## EXERCISE GOAL
Copy each line of the records below that has "ColumnSpec" in it.

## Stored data
++++++++

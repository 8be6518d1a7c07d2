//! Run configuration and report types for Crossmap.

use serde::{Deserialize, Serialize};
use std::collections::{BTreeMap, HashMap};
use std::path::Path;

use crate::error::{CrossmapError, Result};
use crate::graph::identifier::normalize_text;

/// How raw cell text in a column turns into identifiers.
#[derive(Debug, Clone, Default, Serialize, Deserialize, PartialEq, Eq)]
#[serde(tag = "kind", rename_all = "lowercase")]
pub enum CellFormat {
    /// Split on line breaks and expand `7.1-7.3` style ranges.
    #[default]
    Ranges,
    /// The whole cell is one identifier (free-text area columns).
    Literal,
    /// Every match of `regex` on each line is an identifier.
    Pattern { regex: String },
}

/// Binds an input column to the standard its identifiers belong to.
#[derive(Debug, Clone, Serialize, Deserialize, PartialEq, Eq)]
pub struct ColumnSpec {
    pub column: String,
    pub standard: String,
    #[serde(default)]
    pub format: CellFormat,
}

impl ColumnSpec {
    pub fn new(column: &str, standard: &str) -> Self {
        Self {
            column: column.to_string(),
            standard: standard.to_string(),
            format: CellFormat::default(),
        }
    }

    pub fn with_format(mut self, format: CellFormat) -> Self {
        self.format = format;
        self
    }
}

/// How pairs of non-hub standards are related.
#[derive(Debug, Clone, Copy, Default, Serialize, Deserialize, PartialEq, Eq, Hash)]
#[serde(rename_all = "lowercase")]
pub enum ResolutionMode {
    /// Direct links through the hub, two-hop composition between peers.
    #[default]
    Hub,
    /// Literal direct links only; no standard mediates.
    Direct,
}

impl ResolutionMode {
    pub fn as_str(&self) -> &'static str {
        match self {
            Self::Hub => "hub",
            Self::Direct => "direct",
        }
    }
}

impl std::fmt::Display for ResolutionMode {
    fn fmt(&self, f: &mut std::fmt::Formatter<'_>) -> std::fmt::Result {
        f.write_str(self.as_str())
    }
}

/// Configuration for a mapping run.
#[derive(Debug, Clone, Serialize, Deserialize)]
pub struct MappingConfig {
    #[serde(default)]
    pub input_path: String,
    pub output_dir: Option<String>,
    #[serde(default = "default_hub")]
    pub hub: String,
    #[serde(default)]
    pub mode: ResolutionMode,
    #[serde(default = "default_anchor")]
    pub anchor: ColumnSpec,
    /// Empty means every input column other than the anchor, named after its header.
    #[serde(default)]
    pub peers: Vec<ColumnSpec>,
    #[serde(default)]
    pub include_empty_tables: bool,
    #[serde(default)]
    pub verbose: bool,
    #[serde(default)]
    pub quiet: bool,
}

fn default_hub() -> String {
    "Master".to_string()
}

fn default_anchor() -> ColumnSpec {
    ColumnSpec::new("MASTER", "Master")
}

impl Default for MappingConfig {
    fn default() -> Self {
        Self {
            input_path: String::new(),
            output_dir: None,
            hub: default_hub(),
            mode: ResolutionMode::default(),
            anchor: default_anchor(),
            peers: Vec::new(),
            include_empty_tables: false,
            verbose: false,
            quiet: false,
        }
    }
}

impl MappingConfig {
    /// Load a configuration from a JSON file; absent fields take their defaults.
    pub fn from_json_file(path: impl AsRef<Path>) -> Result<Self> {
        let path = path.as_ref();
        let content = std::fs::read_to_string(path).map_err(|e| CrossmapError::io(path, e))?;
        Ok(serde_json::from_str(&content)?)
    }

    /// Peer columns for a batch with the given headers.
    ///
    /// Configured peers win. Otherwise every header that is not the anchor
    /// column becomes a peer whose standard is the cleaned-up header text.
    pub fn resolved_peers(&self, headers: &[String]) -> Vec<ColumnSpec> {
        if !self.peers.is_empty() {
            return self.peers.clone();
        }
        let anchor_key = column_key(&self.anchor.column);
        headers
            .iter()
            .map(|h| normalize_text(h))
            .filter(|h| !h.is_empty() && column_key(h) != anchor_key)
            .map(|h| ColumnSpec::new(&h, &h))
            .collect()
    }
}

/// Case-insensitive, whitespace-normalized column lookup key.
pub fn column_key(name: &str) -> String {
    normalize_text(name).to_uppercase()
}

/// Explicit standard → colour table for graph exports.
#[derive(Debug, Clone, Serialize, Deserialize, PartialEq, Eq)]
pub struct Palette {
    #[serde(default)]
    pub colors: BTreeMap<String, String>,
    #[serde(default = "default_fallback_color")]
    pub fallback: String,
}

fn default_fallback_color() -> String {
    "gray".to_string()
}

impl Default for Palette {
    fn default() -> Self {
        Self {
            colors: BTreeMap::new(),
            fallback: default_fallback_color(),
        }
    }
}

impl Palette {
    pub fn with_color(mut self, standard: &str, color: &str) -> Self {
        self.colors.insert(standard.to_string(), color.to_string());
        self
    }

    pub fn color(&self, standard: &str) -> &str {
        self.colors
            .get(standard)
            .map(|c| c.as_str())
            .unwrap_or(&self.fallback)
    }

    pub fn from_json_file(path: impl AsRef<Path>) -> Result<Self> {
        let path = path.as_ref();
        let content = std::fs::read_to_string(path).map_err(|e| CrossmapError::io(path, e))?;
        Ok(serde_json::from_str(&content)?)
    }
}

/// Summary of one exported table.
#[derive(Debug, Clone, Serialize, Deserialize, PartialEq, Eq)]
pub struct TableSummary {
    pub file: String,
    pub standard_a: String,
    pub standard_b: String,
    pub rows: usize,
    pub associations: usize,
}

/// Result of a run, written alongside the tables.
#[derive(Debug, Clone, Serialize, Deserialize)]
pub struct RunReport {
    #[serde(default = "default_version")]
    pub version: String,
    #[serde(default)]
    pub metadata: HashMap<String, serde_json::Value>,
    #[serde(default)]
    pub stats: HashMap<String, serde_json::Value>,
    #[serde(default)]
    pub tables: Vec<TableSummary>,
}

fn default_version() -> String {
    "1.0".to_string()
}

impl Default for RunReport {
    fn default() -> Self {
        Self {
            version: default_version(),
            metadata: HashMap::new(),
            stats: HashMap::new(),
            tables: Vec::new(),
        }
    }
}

++++++++

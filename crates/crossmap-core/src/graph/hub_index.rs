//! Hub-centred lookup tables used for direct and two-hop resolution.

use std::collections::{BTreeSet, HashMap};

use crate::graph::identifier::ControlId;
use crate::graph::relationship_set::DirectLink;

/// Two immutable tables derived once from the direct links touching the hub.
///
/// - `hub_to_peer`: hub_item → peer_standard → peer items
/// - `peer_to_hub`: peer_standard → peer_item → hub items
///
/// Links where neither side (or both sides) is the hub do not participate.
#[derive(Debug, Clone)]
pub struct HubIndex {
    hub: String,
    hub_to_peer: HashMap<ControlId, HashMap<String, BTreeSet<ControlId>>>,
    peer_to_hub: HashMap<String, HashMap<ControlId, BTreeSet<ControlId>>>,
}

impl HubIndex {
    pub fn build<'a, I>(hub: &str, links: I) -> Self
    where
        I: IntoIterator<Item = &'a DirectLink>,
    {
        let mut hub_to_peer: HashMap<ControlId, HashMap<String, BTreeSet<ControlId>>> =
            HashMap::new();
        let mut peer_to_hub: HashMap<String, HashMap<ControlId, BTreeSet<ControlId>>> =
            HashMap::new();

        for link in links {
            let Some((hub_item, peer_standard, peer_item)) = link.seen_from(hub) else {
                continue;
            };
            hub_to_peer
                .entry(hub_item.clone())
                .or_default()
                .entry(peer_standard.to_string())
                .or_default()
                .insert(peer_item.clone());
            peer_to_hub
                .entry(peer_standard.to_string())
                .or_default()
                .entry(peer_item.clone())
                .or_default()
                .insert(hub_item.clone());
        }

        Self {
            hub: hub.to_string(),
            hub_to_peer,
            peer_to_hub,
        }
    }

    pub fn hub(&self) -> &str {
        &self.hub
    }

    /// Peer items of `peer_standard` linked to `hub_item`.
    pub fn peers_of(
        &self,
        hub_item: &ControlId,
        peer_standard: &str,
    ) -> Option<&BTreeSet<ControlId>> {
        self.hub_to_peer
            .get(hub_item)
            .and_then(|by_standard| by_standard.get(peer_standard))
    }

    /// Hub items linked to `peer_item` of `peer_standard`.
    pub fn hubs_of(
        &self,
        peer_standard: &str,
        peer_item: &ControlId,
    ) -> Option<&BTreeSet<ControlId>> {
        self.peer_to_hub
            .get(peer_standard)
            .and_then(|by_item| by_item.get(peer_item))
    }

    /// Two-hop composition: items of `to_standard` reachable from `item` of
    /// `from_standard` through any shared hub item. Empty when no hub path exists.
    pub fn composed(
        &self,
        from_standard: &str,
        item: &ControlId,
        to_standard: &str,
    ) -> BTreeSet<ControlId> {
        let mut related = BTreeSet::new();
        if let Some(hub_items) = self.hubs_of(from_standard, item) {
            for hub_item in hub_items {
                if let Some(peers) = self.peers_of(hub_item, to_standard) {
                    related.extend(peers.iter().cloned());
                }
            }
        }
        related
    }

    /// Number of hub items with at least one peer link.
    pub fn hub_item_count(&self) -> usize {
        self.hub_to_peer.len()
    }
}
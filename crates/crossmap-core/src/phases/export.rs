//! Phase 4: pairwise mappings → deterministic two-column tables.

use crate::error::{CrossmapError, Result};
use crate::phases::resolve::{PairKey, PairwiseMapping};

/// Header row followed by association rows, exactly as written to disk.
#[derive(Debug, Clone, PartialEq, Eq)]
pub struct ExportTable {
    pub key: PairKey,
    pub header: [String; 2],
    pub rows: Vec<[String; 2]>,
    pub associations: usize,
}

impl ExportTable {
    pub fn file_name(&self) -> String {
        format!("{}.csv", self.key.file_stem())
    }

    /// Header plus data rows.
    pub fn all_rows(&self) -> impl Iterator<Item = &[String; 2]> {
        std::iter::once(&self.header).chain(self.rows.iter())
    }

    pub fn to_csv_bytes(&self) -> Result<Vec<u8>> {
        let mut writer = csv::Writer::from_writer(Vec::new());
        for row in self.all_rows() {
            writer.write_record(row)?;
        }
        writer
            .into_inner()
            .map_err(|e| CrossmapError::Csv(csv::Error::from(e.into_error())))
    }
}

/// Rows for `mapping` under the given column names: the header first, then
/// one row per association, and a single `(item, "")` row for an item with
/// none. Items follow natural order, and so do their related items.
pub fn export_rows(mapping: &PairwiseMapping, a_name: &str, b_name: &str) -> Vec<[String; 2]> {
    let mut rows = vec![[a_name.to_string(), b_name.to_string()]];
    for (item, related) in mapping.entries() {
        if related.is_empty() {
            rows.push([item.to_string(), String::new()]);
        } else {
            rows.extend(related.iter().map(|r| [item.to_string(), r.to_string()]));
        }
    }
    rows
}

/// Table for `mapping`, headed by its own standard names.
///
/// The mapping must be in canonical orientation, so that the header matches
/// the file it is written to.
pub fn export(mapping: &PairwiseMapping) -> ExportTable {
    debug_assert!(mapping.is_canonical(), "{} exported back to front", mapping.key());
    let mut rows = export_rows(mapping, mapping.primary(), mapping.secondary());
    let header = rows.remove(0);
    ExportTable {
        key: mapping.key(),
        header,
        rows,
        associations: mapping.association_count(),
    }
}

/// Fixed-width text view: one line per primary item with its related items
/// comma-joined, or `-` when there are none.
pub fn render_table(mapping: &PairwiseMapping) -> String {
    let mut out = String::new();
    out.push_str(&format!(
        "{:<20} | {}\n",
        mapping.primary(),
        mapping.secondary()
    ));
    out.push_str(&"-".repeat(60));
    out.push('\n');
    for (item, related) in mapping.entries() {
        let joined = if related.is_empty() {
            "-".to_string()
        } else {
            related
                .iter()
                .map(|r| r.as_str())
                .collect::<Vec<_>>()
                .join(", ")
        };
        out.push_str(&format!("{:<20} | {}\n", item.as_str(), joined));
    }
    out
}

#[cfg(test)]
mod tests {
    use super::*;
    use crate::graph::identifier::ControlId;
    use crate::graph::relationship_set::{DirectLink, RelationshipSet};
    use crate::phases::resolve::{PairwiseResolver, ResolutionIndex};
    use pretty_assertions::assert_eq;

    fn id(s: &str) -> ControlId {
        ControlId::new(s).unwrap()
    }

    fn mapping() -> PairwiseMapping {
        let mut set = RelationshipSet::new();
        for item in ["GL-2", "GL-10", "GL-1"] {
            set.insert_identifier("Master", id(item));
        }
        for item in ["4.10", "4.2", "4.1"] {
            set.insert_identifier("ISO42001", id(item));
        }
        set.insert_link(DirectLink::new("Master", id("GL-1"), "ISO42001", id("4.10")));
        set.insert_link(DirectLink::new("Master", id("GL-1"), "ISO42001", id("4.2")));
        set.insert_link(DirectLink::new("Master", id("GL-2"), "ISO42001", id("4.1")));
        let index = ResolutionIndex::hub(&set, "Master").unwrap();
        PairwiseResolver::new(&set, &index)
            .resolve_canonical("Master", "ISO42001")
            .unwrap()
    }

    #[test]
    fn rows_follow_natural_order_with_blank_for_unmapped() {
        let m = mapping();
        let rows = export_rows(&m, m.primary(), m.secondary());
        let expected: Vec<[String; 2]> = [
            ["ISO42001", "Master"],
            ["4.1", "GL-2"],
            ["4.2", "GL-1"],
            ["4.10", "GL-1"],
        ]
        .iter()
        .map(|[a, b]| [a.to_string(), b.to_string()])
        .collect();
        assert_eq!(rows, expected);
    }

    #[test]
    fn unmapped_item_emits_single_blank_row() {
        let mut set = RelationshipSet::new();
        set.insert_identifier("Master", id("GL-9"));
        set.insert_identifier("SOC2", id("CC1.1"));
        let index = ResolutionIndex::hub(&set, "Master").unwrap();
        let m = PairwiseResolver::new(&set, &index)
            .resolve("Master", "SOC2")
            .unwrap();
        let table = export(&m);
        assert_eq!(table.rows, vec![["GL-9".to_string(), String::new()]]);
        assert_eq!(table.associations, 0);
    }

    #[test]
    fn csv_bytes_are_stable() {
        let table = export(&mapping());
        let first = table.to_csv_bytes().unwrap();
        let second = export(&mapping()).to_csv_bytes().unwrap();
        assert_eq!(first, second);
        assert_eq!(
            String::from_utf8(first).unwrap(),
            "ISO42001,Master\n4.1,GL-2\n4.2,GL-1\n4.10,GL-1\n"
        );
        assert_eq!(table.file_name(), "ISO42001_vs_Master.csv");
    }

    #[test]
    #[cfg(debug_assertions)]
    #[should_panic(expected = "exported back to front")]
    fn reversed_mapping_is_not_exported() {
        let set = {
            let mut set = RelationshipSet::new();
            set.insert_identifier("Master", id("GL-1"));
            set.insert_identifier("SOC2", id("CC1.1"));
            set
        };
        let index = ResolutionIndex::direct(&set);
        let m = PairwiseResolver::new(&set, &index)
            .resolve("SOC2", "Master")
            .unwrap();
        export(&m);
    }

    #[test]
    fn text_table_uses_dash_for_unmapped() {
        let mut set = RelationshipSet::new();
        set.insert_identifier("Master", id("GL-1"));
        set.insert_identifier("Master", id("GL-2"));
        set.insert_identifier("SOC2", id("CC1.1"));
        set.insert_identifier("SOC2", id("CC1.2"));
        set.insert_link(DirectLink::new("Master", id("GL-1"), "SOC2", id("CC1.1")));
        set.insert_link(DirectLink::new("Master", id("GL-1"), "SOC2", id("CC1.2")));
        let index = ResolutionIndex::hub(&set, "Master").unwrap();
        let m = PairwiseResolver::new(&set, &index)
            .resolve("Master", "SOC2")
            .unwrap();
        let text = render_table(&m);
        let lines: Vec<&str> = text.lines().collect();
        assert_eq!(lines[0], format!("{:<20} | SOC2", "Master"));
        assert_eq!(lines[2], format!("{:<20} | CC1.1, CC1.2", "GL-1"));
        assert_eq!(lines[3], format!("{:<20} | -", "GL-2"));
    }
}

++++++++

## OUTPUT OF THE EXERCISE
pub struct ColumnSpec {
impl ColumnSpec {
    pub anchor: ColumnSpec,
    pub peers: Vec<ColumnSpec>,
fn default_anchor() -> ColumnSpec {
    ColumnSpec::new("MASTER", "Master")
    pub fn resolved_peers(&self, headers: &[String]) -> Vec<ColumnSpec> {
            .map(|h| ColumnSpec::new(&h, &h))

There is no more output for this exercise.